My experience, which crosses numerous industries, is that endorsing the strategy, any strategy, by the board is the easy bit. Most strategies fail to give the desired or predicted results because the executive quickly run out of the three resources they can bring to bear: people, time and money.
Unless the organisation has a very defined focus and aligns its limited resources to achieve a few simple goals, everyone is doomed to disappointment.
During my time at Air New Zealand, we eventually defined a few basic goals for the international airline. Recapture the New Zealand market ( Airpoints invented, by the way, the board rejected it first time up); maintain the market share and profitability of the Japanese routes, increase business travel (strip out economy seats and replace with business class); and seek to join an alliance (several years of negotiation to join Star).
None of these strategic requirements emanated from the board, and I would not have expected them to, but all were challenged and then endorsed. The board's role was largely to ensure all the options had been canvassed.
Management made the call as to what to put forward. How can it be otherwise when most boards meet infrequently and are relatively unfamiliar with the minutiae of the business?
I would agree, however, that having greater diversity of sex and age on a board would help as would my, so far ignored, plea for some sales and marketing experience to be deployed instead of lawyers and accountants.
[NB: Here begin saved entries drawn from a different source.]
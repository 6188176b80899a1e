use crate::cache::{self, CacheError};
use crate::document::{self, DocumentError};
use crate::report;
use crate::summary;
use crate::walk::walk;
use colored::Colorize;
use figtree_client::Fetcher;
use figtree_client::error::FetchError;
use indicatif::{ProgressBar, ProgressStyle};
use std::path::PathBuf;
use std::time::Duration;
use thiserror::Error;
use tracing::info;
use url::Url;

/// Options for one fetch-and-render run, built once at startup and
/// threaded through the whole pipeline.
pub struct RunOptions {
    pub file_key: String,
    pub token: Option<String>,
    /// Override for the API base URL; `None` means the public endpoint.
    pub api_base: Option<Url>,
    pub cache_dir: PathBuf,
    pub output_path: PathBuf,
    pub dump_raw: bool,
    pub show_spinner: bool,
}

/// What a completed run produced, for the caller's recap.
#[derive(Debug)]
pub struct RunSummary {
    pub file_name: Option<String>,
    pub status_code: u16,
    pub response_time: Duration,
    pub nodes_visited: usize,
    pub components_found: usize,
    pub snapshot_path: PathBuf,
    pub stub_path: PathBuf,
}

#[derive(Error, Debug)]
pub enum RunError {
    #[error(transparent)]
    Fetch(#[from] FetchError),

    #[error(transparent)]
    Cache(#[from] CacheError),

    #[error(transparent)]
    Document(#[from] DocumentError),

    #[error("Failed to write component stub: {0}")]
    Io(#[from] std::io::Error),

    #[error("Failed to render raw dump: {0}")]
    Json(#[from] serde_json::Error),
}

/// Execute one run: wipe the snapshot dir, fetch the file, snapshot the
/// raw response, print the tree summary, and write the component stub.
/// Strictly linear; the first failure aborts the whole run.
pub async fn execute_run(options: &RunOptions) -> Result<RunSummary, RunError> {
    // Wipe before fetching so a failed fetch never leaves a stale
    // snapshot behind.
    cache::reset_snapshot_dir(&options.cache_dir)?;

    let mut fetcher = Fetcher::new();
    if let Some(ref base) = options.api_base {
        fetcher = fetcher.with_api_base(base.clone());
    }
    if let Some(ref token) = options.token {
        fetcher = fetcher.with_token(token.clone());
    }

    let spinner = if options.show_spinner {
        let pb = ProgressBar::new_spinner();
        pb.set_style(
            ProgressStyle::default_spinner()
                .template("{spinner:.cyan} {msg}")
                .unwrap(),
        );
        pb.enable_steady_tick(Duration::from_millis(100));
        pb.set_message(format!("Fetching {}...", options.file_key));
        Some(pb)
    } else {
        None
    };

    let fetched = fetcher.fetch_file(&options.file_key).await;

    if let Some(ref pb) = spinner {
        pb.finish_and_clear();
    }

    let fetched = fetched?;

    let snapshot_path = cache::write_snapshot(&options.cache_dir, &fetched.data)?;

    if options.dump_raw {
        println!("{}", "# Data".on_magenta());
        println!();
        println!("{}", serde_json::to_string_pretty(&fetched.data)?);
        println!();
    }

    let document = document::document_root(&fetched.data)?;

    println!("{}", "# Summary".on_magenta());
    println!();
    let mut nodes_visited = 0usize;
    walk(&document, &mut |node, depth, _index| {
        println!("{}", summary::format_node_line(node, depth));
        nodes_visited += 1;
    });
    println!();

    let page = document::first_page(&document)?;
    let components = report::extract_components(page);
    let stub = report::render_component_stub(&components);
    report::save_stub(&stub, &options.output_path)?;

    info!(
        "Run complete: {} nodes visited, {} components stubbed",
        nodes_visited,
        components.len()
    );

    Ok(RunSummary {
        file_name: fetched.file_name().map(str::to_string),
        status_code: fetched.status_code,
        response_time: fetched.response_time,
        nodes_visited,
        components_found: components.len(),
        snapshot_path,
        stub_path: options.output_path.clone(),
    })
}
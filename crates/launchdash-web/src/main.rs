//! Launch records dashboard server
//!
//! Run with: cargo run -p launchdash-web --bin launchdash

use launchdash_charts::Dashboard;
use launchdash_common::{config::CONFIG_FILE, DashboardConfig};
use launchdash_data::Dataset;
use launchdash_web::{router::build_router, state::AppState};
use std::path::Path;
use tracing::{debug, info};
use tracing_subscriber::EnvFilter;

#[tokio::main]
async fn main() -> anyhow::Result<()> {
    let config = DashboardConfig::load()?;

    let default_filter = if config.server.debug { "launchdash=debug,info" } else { "info" };
    tracing_subscriber::fmt()
        .with_env_filter(
            EnvFilter::try_from_default_env()
                .unwrap_or_else(|_| EnvFilter::new(default_filter)),
        )
        .init();

    info!("Starting launchdash v{}", env!("CARGO_PKG_VERSION"));
    // Logged after init; the filter itself comes from the config
    match DashboardConfig::locate_in(Path::new(".")) {
        Some(path) => info!("Configuration loaded from {}", path.display()),
        None => debug!("{} not found, using defaults", CONFIG_FILE),
    }

    // Startup errors stop here, before anything listens
    let dataset = Dataset::load(&config.data.path, config.data.sites.as_deref())?;
    let dashboard = Dashboard::new(dataset, &config.layout);

    let app = build_router(AppState::new(dashboard, config.server.debug));

    let addr = config.server.bind_addr();
    let listener = tokio::net::TcpListener::bind(&addr).await?;
    info!(debug = config.server.debug, "Dashboard listening on http://{}", addr);

    axum::serve(listener, app).await?;

    Ok(())
}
Every company I have ever worked for spends, at board level, enormous quantities of time debating market share, margins, promotional opportunities and the need to increase revenues - yet almost no one on the board has ever had to do that for a living. Sigh. Would we ever appoint an All Black coach who has only ever watched the game from the sidelines? Thought not.
At Zespri, the board and I agreed we had three tasks: Popularise the newly invented Zespri name worldwide for consistently high-quality kiwifruit; launch and make gold kiwifruit successful, particularly in Asia; and rebuild the local management team. During my time, we largely managed the first two, the last took far more time and my successors achieved more than I did.
As an independent director over the past 13 years or so, I have tried to offer advice to both the boards and the management and to make that advice relevant and actionable by the management team.
Like good sportsmen, you have to assess a situation and make a call. Right or wrong. The quarterbacks in this week's Super Bowl had approximately three seconds. In business, you have a little longer but the precepts are the same. Give yourself a halfway decent opportunity to execute and focus those limited resources.
By all means, let's have better coaches but let's put the emphasis on better players.
• Tony Marks worked for Kraft Foods, Carter Holt Harvey, Air New Zealand, Zespri and Virgin Blue over a 40-year period. He is a director of a few small companies in his dotage.